Olympic Football Club is a semi-professional soccer club based in Brisbane, Queensland. The club was founded in 1967 and currently competes in the National Premier Leagues Queensland, with home matches played at Goodwin Park. The club has grown tremendously in the past 15 years growing from 190 registered players to over 855 players.

History
Olympic FC was founded in 1967 by Greek immigrants, under the name Pan Rhodian Soccer Club, affiliated with Queensland Soccer Association. The following year the club joined the Queensland Soccer Federation, changing its name to Brisbane Olympic United as a condition of joining the federation. The club colours were originally blue and white until changing to red and white in the late 2000s.  In 2008, the club again changed its name to Olympic FC upon joining the Queensland State League (QSL). After playing in the QSL in 2008 and 2009, the club elected to play in the Brisbane Premier League for the 2010 season.

The Queensland State League was ultimately superseded by the National Premier Leagues competition. In 2013, Olympic FC was awarded a licence to compete in the inaugural Queensland National Premier Leagues season, a recognition of the club's stature in the state. The NPL is Australia's second highest footballing tier.

Club performance
Olympic has won NPL Queensland competition on one occasion. In the competition's inaugural 2013 season, Olympic secured a league premiership with two rounds remaining, defeating Moreton Bay United 3–1. Olympic FC then secured a victory over Brisbane City 3–3 (3–0) on penalties in the NPL Queensland Grand Final at Goodwin Park. Since 2013, Olympic FC has continued to perform well in the competition, securing multiple top table finishes.

The club lost 2–1 to Lions FC again in the 2018 NPL Queensland Grand Final at Lions Stadium.

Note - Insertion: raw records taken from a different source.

//! # prolatio-ball
//!
//! Midpoint-radius interval arithmetic for Prolatio.
//!
//! This crate provides:
//! - `RealBall`: arbitrary-precision midpoint with a certified f64 radius
//! - `ComplexBall`: rectangular complex enclosures built from two real balls
//! - Certified elementary functions (`pi`, `ln`, `exp`, `atan2`, `sin_cos`)
//!
//! Every operation is enclosure-sound: the result ball contains the exact
//! mathematical result of the operation applied to any points of the
//! operand balls. Midpoints carry an explicit working precision in bits;
//! rounding incurred by clamping midpoints is absorbed into the radius.

#![warn(missing_docs)]
#![warn(clippy::all)]
#![warn(clippy::pedantic)]

pub mod complex;
pub mod elementary;
mod proptests;
pub mod real;
pub mod round;

pub use complex::{i_pi, ComplexBall};
pub use elementary::{atan2, pi};
pub use real::RealBall;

Olympic FC has played in the national rounds of the FFA Cup on two occasion. The club qualified in 2014, progressing to the Round of 16 before losing narrowly to the Central Coast Mariners, an A-League, professional side. The club qualified again in 2018, but lost to local rivals Lions FC in the Round of 32.

Home ground 
Olympic FC first played at Pineapple Park, a field near the Gabba Cricket Ground in Kangaroo Point. In the 1970s, Olympic moved to Dutton Park. In 1982, the club moved to the current home ground in Yeronga, Goodwin Park.

Notable players
Olympic FC has developed notable players. Michael Zullo, A-League champion and Socceroo, played for Olympic FC as a boy.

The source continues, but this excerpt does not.